- [TASK REQUIREMENTS]
An exact copy of all the entries below is what this task needs.

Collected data
━━━━━━━━━━━━━━━━━━━━

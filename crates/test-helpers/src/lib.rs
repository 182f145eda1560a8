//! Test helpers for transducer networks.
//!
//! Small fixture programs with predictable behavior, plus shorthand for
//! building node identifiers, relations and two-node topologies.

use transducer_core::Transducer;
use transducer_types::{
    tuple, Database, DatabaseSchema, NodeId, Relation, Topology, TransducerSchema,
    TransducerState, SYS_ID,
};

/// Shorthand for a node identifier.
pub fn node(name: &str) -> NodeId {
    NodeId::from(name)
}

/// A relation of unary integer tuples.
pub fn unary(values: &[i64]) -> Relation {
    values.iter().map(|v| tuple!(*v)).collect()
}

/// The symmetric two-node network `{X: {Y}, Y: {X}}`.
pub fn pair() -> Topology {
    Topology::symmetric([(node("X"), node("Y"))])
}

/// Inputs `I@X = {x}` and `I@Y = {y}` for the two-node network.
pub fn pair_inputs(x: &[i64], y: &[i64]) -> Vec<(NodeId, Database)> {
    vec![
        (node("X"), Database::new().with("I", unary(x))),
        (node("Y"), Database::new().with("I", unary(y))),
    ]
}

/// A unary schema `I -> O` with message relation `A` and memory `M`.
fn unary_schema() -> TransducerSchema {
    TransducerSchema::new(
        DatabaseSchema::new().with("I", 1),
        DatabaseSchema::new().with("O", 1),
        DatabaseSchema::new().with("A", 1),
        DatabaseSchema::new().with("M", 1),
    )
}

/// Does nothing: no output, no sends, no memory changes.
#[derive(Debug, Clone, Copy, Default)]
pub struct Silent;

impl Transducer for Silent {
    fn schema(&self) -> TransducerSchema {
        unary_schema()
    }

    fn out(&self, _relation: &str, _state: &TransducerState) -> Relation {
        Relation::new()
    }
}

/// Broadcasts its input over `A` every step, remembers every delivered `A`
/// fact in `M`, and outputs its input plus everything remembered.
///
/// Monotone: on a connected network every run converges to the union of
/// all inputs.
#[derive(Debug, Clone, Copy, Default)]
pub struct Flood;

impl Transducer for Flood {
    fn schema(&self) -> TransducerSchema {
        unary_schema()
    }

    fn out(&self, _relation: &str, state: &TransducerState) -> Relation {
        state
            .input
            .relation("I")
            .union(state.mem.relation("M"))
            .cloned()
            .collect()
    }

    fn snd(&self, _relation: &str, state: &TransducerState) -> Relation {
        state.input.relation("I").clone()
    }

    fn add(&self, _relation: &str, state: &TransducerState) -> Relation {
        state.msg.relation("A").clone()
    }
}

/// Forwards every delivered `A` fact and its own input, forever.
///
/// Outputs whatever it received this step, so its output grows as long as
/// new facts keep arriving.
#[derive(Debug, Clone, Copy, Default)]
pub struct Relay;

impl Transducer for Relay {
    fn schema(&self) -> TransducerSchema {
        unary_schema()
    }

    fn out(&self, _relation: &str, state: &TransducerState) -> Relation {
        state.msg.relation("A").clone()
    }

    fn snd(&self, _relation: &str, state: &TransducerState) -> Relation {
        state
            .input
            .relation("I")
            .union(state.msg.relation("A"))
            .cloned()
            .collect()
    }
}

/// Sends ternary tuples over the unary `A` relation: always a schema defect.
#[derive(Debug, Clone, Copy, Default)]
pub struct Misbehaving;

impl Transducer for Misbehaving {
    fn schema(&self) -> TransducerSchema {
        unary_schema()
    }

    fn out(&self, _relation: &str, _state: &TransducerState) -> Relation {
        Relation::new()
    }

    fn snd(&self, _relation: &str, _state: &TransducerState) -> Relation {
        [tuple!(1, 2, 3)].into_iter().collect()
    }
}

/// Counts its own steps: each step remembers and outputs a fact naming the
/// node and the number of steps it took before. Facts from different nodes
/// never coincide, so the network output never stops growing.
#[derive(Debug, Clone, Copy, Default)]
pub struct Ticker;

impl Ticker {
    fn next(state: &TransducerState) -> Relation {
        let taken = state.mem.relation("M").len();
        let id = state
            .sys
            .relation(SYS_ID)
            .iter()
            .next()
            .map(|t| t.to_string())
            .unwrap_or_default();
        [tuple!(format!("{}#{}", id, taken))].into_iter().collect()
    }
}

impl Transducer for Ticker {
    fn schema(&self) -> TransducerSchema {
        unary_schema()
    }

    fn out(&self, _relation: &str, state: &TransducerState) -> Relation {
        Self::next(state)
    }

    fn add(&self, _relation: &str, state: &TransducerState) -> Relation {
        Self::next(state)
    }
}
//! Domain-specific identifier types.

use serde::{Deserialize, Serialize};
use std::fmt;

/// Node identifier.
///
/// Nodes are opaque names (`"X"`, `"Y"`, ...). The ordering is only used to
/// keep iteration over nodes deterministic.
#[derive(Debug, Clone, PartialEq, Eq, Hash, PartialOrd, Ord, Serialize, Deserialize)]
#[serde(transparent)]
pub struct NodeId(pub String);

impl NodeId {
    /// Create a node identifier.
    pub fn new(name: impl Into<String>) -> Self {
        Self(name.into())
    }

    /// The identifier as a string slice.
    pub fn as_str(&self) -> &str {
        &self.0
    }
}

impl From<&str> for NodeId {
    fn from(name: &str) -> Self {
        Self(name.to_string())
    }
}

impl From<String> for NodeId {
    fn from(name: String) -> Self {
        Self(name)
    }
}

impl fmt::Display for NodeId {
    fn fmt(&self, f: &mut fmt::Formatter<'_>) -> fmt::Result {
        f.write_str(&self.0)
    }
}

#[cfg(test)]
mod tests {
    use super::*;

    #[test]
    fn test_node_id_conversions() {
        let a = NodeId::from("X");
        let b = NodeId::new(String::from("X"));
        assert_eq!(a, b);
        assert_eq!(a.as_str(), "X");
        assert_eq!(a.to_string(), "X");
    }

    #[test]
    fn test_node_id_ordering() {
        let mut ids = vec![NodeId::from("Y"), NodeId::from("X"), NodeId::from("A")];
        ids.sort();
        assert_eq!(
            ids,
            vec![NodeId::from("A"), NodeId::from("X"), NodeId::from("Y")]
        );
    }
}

━━━━━━━━━━━━━━━━━━━━

- [SOLUTION TO THIS PROBLEM]
filename crates/test-helpers/src/lib.rs
repository 182f145eda1560a8
//! Test helpers for transducer networks.
//!
//! Small fixture programs with predictable behavior, plus shorthand for
//! building node identifiers, relations and two-node topologies.

use transducer_core::Transducer;
use transducer_types::{
    tuple, Database, DatabaseSchema, NodeId, Relation, Topology, TransducerSchema,
    TransducerState, SYS_ID,
};

/// Shorthand for a node identifier.
pub fn node(name: &str) -> NodeId {
    NodeId::from(name)
}

/// A relation of unary integer tuples.
pub fn unary(values: &[i64]) -> Relation {
    values.iter().map(|v| tuple!(*v)).collect()
}

/// The symmetric two-node network `{X: {Y}, Y: {X}}`.
pub fn pair() -> Topology {
    Topology::symmetric([(node("X"), node("Y"))])
}

/// Inputs `I@X = {x}` and `I@Y = {y}` for the two-node network.
pub fn pair_inputs(x: &[i64], y: &[i64]) -> Vec<(NodeId, Database)> {
    vec![
        (node("X"), Database::new().with("I", unary(x))),
        (node("Y"), Database::new().with("I", unary(y))),
    ]
}

/// A unary schema `I -> O` with message relation `A` and memory `M`.
fn unary_schema() -> TransducerSchema {
    TransducerSchema::new(
        DatabaseSchema::new().with("I", 1),
        DatabaseSchema::new().with("O", 1),
        DatabaseSchema::new().with("A", 1),
        DatabaseSchema::new().with("M", 1),
    )
}

/// Does nothing: no output, no sends, no memory changes.
#[derive(Debug, Clone, Copy, Default)]
pub struct Silent;

impl Transducer for Silent {
    fn schema(&self) -> TransducerSchema {
        unary_schema()
    }

    fn out(&self, _relation: &str, _state: &TransducerState) -> Relation {
        Relation::new()
    }
}

/// Broadcasts its input over `A` every step, remembers every delivered `A`
/// fact in `M`, and outputs its input plus everything remembered.
///
/// Monotone: on a connected network every run converges to the union of
/// all inputs.
#[derive(Debug, Clone, Copy, Default)]
pub struct Flood;

impl Transducer for Flood {
    fn schema(&self) -> TransducerSchema {
        unary_schema()
    }

    fn out(&self, _relation: &str, state: &TransducerState) -> Relation {
        state
            .input
            .relation("I")
            .union(state.mem.relation("M"))
            .cloned()
            .collect()
    }

    fn snd(&self, _relation: &str, state: &TransducerState) -> Relation {
        state.input.relation("I").clone()
    }

    fn add(&self, _relation: &str, state: &TransducerState) -> Relation {
        state.msg.relation("A").clone()
    }
}

/// Forwards every delivered `A` fact and its own input, forever.
///
/// Outputs whatever it received this step, so its output grows as long as
/// new facts keep arriving.
#[derive(Debug, Clone, Copy, Default)]
pub struct Relay;

impl Transducer for Relay {
    fn schema(&self) -> TransducerSchema {
        unary_schema()
    }

    fn out(&self, _relation: &str, state: &TransducerState) -> Relation {
        state.msg.relation("A").clone()
    }

    fn snd(&self, _relation: &str, state: &TransducerState) -> Relation {
        state
            .input
            .relation("I")
            .union(state.msg.relation("A"))
            .cloned()
            .collect()
    }
}

/// Sends ternary tuples over the unary `A` relation: always a schema defect.
#[derive(Debug, Clone, Copy, Default)]
pub struct Misbehaving;

impl Transducer for Misbehaving {
    fn schema(&self) -> TransducerSchema {
        unary_schema()
    }

    fn out(&self, _relation: &str, _state: &TransducerState) -> Relation {
        Relation::new()
    }

    fn snd(&self, _relation: &str, _state: &TransducerState) -> Relation {
        [tuple!(1, 2, 3)].into_iter().collect()
    }
}

/// Counts its own steps: each step remembers and outputs a fact naming the
/// node and the number of steps it took before. Facts from different nodes
/// never coincide, so the network output never stops growing.
#[derive(Debug, Clone, Copy, Default)]
pub struct Ticker;

impl Ticker {
    fn next(state: &TransducerState) -> Relation {
        let taken = state.mem.relation("M").len();
        let id = state
            .sys
            .relation(SYS_ID)
            .iter()
            .next()
            .map(|t| t.to_string())
            .unwrap_or_default();
        [tuple!(format!("{}#{}", id, taken))].into_iter().collect()
    }
}

impl Transducer for Ticker {
    fn schema(&self) -> TransducerSchema {
        unary_schema()
    }

    fn out(&self, _relation: &str, state: &TransducerState) -> Relation {
        Self::next(state)
    }

    fn add(&self, _relation: &str, state: &TransducerState) -> Relation {
        Self::next(state)
    }
}
//! Domain-specific identifier types.

use serde::{Deserialize, Serialize};
use std::fmt;

/// Node identifier.
///
/// Nodes are opaque names (`"X"`, `"Y"`, ...). The ordering is only used to
/// keep iteration over nodes deterministic.
#[derive(Debug, Clone, PartialEq, Eq, Hash, PartialOrd, Ord, Serialize, Deserialize)]
#[serde(transparent)]
pub struct NodeId(pub String);

impl NodeId {
    /// Create a node identifier.
    pub fn new(name: impl Into<String>) -> Self {
        Self(name.into())
    }

    /// The identifier as a string slice.
    pub fn as_str(&self) -> &str {
        &self.0
    }
}

impl From<&str> for NodeId {
    fn from(name: &str) -> Self {
        Self(name.to_string())
    }
}

impl From<String> for NodeId {
    fn from(name: String) -> Self {
        Self(name)
    }
}

impl fmt::Display for NodeId {
    fn fmt(&self, f: &mut fmt::Formatter<'_>) -> fmt::Result {
        f.write_str(&self.0)
    }
}

#[cfg(test)]
mod tests {
    use super::*;

    #[test]
    fn test_node_id_conversions() {
        let a = NodeId::from("X");
        let b = NodeId::new(String::from("X"));
        assert_eq!(a, b);
        assert_eq!(a.as_str(), "X");
        assert_eq!(a.to_string(), "X");
    }

    #[test]
    fn test_node_id_ordering() {
        let mut ids = vec![NodeId::from("Y"), NodeId::from("X"), NodeId::from("A")];
        ids.sort();
        assert_eq!(
            ids,
            vec![NodeId::from("A"), NodeId::from("X"), NodeId::from("Y")]
        );
    }
}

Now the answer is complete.